ORLANDO, Fla. – When Trinity Tesler looks at a cloud, she sees a puff of information.
"You put your information up there. You can get it from home, from your office, from your friend's house," she says.
Tesler is talking about cloud computing, a new way of looking at an old thing: the Internet (the time has finally come when we can call the Internet an "old thing"). The cloud is not really a cloud (it doesn't hold moisture, doesn't cause thunder, isn't called stratus, cirrus, or nimbus); it is a metaphor for storage space and data that users can access from anywhere via the Internet.
If you use web-based email, like Gmail or Hotmail, you're already using the cloud because your inbox is not actually on your computer. The emails are stored in a remote data center. Many big companies, like banks, own their own data centers, so it's likely you're cloud computing without even knowing it.
Now the cloud is moving to a whole new level. Cloud-based laptops and other devices are coming to market with no storage capabilities. The work you do, the files you create, your videos and your songs will be saved to the cloud or, more accurately, a faraway server (data farms are popping up all around the globe). All your saved material will be there whenever you want it, wherever you are; you can access that material from any device that connects to the Internet. Software (i.e. Office 365) is now available with functions tailored for cloud-based services.
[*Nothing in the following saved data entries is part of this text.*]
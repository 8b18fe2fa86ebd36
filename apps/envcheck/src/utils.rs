//! Console helpers: colored prefixes, durations, and labeled bars.

use owo_colors::OwoColorize;
use std::time::Duration;

/// Colors are off for structured output and when `NO_COLOR` is set.
pub fn use_colors(structured: bool) -> bool {
    !structured && std::env::var_os("NO_COLOR").is_none()
}

pub fn error_prefix() -> String {
    if use_colors(false) {
        "error:".red().bold().to_string()
    } else {
        "error:".to_string()
    }
}

pub fn note_prefix() -> String {
    if use_colors(false) {
        "note:".yellow().bold().to_string()
    } else {
        "note:".to_string()
    }
}

/// Terminal width from `COLUMNS`, else 80.
pub fn terminal_width() -> usize {
    std::env::var("COLUMNS")
        .ok()
        .and_then(|c| c.trim().parse::<usize>().ok())
        .filter(|w| *w > 0)
        .unwrap_or(80)
}

/// `HH:MM:SS.mmm`
pub fn humanize_duration(d: Duration) -> String {
    let total_ms = (d.as_secs_f64() * 1000.0).round() as u128;
    let hours = total_ms / 3_600_000;
    let minutes = (total_ms % 3_600_000) / 60_000;
    let seconds = (total_ms % 60_000) / 1000;
    let millis = total_ms % 1000;
    format!("{:02}:{:02}:{:02}.{:03}", hours, minutes, seconds, millis)
}

/// Center `label` between `=` fills across `width` columns.
///
/// `visible_len` is the label length without ANSI escapes.
pub fn labeled_bar(label: &str, visible_len: usize, width: usize) -> String {
    let half = width.saturating_sub(visible_len + 2) / 2;
    let fill = "=".repeat(half);
    format!("{} {} {}", fill, label, fill)
}
//! Command outcome: the process fails iff any run failed.

use crate::error::EXIT_DEFECTS;
use crate::models::{RunOutcome, RunResult};
use std::time::Duration;

/// True when at least one run failed. Skipped runs never count.
pub fn command_failed(results: &[RunResult]) -> bool {
    results.iter().any(|r| r.outcome == RunOutcome::Failed)
}

/// Process exit status for a completed matrix.
pub fn exit_code(results: &[RunResult]) -> i32 {
    if command_failed(results) {
        EXIT_DEFECTS
    } else {
        0
    }
}

#[derive(Debug, Default, Clone, Copy, PartialEq, Eq)]
/// Counts and cumulative duration used by the summary line.
pub struct Tally {
    pub succeeded: usize,
    pub failed: usize,
    pub ignored: usize,
    /// Sum of per-run durations; skipped runs contribute nothing.
    pub duration: Duration,
}

impl Tally {
    pub fn from_results(results: &[RunResult]) -> Tally {
        let mut tally = Tally::default();
        for r in results {
            match r.outcome {
                RunOutcome::Succeeded => tally.succeeded += 1,
                RunOutcome::Failed => tally.failed += 1,
                RunOutcome::Skipped => tally.ignored += 1,
            }
            tally.duration += r.duration.unwrap_or_default();
        }
        tally
    }
}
"It works great. I use it all the time," Tesler says.
That kind of enthusiasm does not surprise John Benkert, owner of CPR Tools, a data recovery and security firm. "It could get to the point where we don't have applications on our system, on our computers at our house. They are somewhere on a server farm, and although our data may be stored on our computers if we choose to do that, most likely it will be on the servers out on the farm somewhere," he says.
Tesler has so much faith in the cloud, she's getting rid of CDs and other storage devices."No more thumb drives, no more carrying things around," she says. "You just have to back up your stuff!"
Backing up "your stuff" may require saving your material to more than one place on the cloud, keeping hard copies in a safe place, or holding onto to those CDs and thumb drives a little while longer. While Tesler is confident in cloud storage, many consumers are not. Users are not exactly flocking to cloud-based services yet. Last year, Dropbox, a web-based file hosting service popular among techies, exposed users' accounts during a code update glitch. Anyone using a random string of characters as a password was able to access any account. That incident, as well as the general risk of hacking, raise questions about the overall safety of cloud computing.
The safety of cloud computing, Benkert says, depends on the server farms or data centers, places that are not fail-proof. "When it's on the server, you have firewalls, you have encryption, you have ways to protect the data," he explains. "But once it goes out of their control, then I would be concerned as a security expert."
The server farms are owned by private companies which are responsible for keeping them hacker-proof and for switching out servers regularly without leaving traces of your data exposed. Before you sign up for cloud-based service or use a cloud-based device, you should find out where and how your data will be stored.
You should also ask the service provider what it does with your data when old servers are replaced with new ones. Read the terms and conditions of any agreement. If you have any questions, get on the phone. Use the cloud metaphor. Ask if the service is weatherproof.